Rory startled slightly at this unconscious echoing of Logan. The expression in his eyes was different, though, not to mention the eyes themselves.
Logan's were a warm golden brown that could turn to a smoulder; Jess's were deeper and darker. They could blaze with temper and heat, but for brown eyes they could also be surprisingly hard.
Right now his eyes held all their old piercing, but they lacked the belligerence that had once gone with it. "The last time I saw you I kinda got the impression you didn't really want to talk."
He was talking about the wedding. They'd both been there, of course.
He'd been Best Man and she'd been Maid of Honour. But she'd been dating Riley at that point – AKA attempt number two to fall for a guy who wasn't Logan, Jess or Dean – so she'd gotten Lane to run interference to make sure they weren't left alone.
Truth be told, she hadn't trusted herself not to be pulled into old behaviour.
Let's face it, she didn't have a great track record where he was concerned.
Twice she'd cheated on boyfriends with him.
Something she hadn't really wanted to acknowledge at the time.
But part of the pilgrimage was self-reflection. If she could recognise the source of the pattern, maybe she could change it.
Maybe there was a reason for her actions... maybe there was a reason she had basically sabotaged – or tried to sabotage – two relationships with him. (Maybe there was an excuse.)
Maybe all roads led back to Jess.
She considered his question; several responses came to mind.
She chose the easiest one.
"I wanted to thank you."
His eyes narrowed. "For what?"
"For giving me a kick up the patootie when I needed it."
One eyebrow went up. "Patootie?"
"Oh – sorry. Lorelai and Luke have banned saying any salty words in the house since LJ started mimicking everything around him like a parrot. Well, I say Mom and Luke – Lorelai was actually all for it after a visit to Hartford." She rolled her eyes. "There was a Grandma incident..."
Jess's mouth twisted in wry amusement. "I bet."
A few beats went by.
"So which of my heroic acts inspired this thanks? Slaying the Minotaur? Finding Nemo? Or finally wiping out that last stubborn point one percent in the war against bacteria?"
Rory pretended to consider it. "Well, these are all praiseworthy exploits..." She took a deep breath. "But what I actually wanted to thank you for was not letting me drift."
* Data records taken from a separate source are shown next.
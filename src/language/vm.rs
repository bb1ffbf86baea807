use smallvec::SmallVec;

use crate::foundation::core::Rgba;
use crate::language::builtins::{self, BuiltinId};
use crate::language::bytecode::{ArithOp, CmpOp, KernelProgram, Op};
use crate::language::value::{Value, map_components, zip_components};

#[derive(Debug, Clone)]
pub(crate) struct VmError {
    pub(crate) message: String,
}

impl VmError {
    pub(crate) fn new(msg: impl Into<String>) -> Self {
        Self {
            message: msg.into(),
        }
    }
}

impl std::fmt::Display for VmError {
    fn fmt(&self, f: &mut std::fmt::Formatter<'_>) -> std::fmt::Result {
        write!(f, "vm error: {}", self.message)
    }
}

impl std::error::Error for VmError {}

/// Services a running kernel needs from the evaluator.
///
/// Sampler handles are the `Value::Sampler` payloads bound by the host; `None` is an unbound
/// sampler, which reads as transparent black over an infinite, untransformed plane.
pub(crate) trait KernelHost {
    fn dest_coord(&self) -> [f32; 2];
    fn sample(&mut self, sampler: Option<u32>, coord: [f32; 2]) -> Result<Rgba, VmError>;
    /// Destination space to sampler space.
    fn sampler_transform(&self, sampler: Option<u32>, p: [f32; 2]) -> [f32; 2];
    /// Sampler-space extent as `(x, y, width, height)`.
    fn sampler_extent(&self, sampler: Option<u32>) -> [f32; 4];
    fn emit(&mut self, value: Rgba) -> Result<(), VmError>;
}

type Stack = SmallVec<[Value; 16]>;

pub(crate) const MAX_CALL_DEPTH: usize = 64;

/// Run the kernel entry point with `args` bound to its parameters in declaration order.
///
/// `budget` is decremented once per executed instruction, across nested calls.
pub(crate) fn run_kernel(
    program: &KernelProgram,
    args: &[Value],
    host: &mut dyn KernelHost,
    budget: &mut u64,
) -> Result<Option<Value>, VmError> {
    let mut vm = Vm {
        program,
        host,
        budget,
        depth: 0,
    };
    vm.exec(program.entry, args)
}

struct Vm<'a> {
    program: &'a KernelProgram,
    host: &'a mut dyn KernelHost,
    budget: &'a mut u64,
    depth: usize,
}

fn pop(stack: &mut Stack) -> Result<Value, VmError> {
    stack
        .pop()
        .ok_or_else(|| VmError::new("stack underflow"))
}

fn jump_target(site: usize, offset: i32, len: usize) -> Result<usize, VmError> {
    let target = site as i64 + i64::from(offset);
    if target < 0 || target as usize > len {
        return Err(VmError::new(format!("jump target {target} out of range")));
    }
    Ok(target as usize)
}

fn to_float(v: Value) -> Result<Value, VmError> {
    match v {
        Value::Int(i) => Ok(Value::Float(i as f32)),
        Value::Bool(b) => Ok(Value::Float(if b { 1.0 } else { 0.0 })),
        Value::Float(_) => Ok(v),
        other => Err(VmError::new(format!("cannot convert {:?} to float", other.ty()))),
    }
}

fn arith(op: ArithOp, a: Value, b: Value) -> Result<Value, VmError> {
    if let (Value::Int(x), Value::Int(y)) = (a, b) {
        return Ok(Value::Int(match op {
            ArithOp::Add => x.wrapping_add(y),
            ArithOp::Sub => x.wrapping_sub(y),
            ArithOp::Mul => x.wrapping_mul(y),
            ArithOp::Div => x.checked_div(y).unwrap_or(0),
        }));
    }
    let f: fn(f32, f32) -> f32 = match op {
        ArithOp::Add => |x, y| x + y,
        ArithOp::Sub => |x, y| x - y,
        ArithOp::Mul => |x, y| x * y,
        ArithOp::Div => |x, y| x / y,
    };
    zip_components(&a, &b, f).ok_or_else(|| {
        VmError::new(format!(
            "arithmetic on incompatible operands {} and {}",
            a.ty(),
            b.ty()
        ))
    })
}

fn compare(op: CmpOp, a: Value, b: Value) -> Result<bool, VmError> {
    match op {
        CmpOp::Eq => return Ok(a == b),
        CmpOp::Ne => return Ok(a != b),
        _ => {}
    }
    let ord = match (a, b) {
        (Value::Int(x), Value::Int(y)) => x.partial_cmp(&y),
        (Value::Float(x), Value::Float(y)) => x.partial_cmp(&y),
        _ => {
            return Err(VmError::new(format!(
                "cannot order {} and {}",
                a.ty(),
                b.ty()
            )));
        }
    };
    // NaN compares false for every ordering.
    Ok(match ord {
        None => false,
        Some(o) => match op {
            CmpOp::Lt => o.is_lt(),
            CmpOp::Le => o.is_le(),
            CmpOp::Gt => o.is_gt(),
            _ => o.is_ge(),
        },
    })
}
Jess's eyes narrowed again. "You're gonna have to un-sub some of this text for me, Rory."
"Leaving Yale," Rory clarified. "I was in such a rut, making," she rolled her eyes at herself, "really bad choices. And if you hadn't challenged me, maybe I would have stayed that way. Or maybe I would have realised what I was doing too late and messed up my whole degree. So, yeah – a huge and heartfelt thank-you, Jess."
His mouth quirked again. "Well, right back at you. I was a snot-nosed punk when I first came to Stars Hollow and probably would have stayed that way if it wasn't for you."
"Hmmm..." Rory pretended to consider this. "So maybe we both saved each other? Maybe we're both superheroes?"
"Makes sense to me." He cocked an eyebrow at her. "But I'm not wearing tights for anyone. One Renaissance weirdo in the family's enough."
They both smiled.
"So... how is life going for Super Rory?" he asked. "Are things... fixed this time?"
She met his eyes and immediately knew what he meant. "Yeah. Yeah, that's fixed this time. Definitely."
He pursed his lips. "And are you... fixed with anybody else?"
Her heart stuttered again. "No – no other fixers. Just me."
He nodded thoughtfully, then his smile shifted to the half-smirk she remembered so well. "So… we're both superheroes. We both saved each other from terrible fates. Neither one of us is fixed with someone else... why aren't we together again?"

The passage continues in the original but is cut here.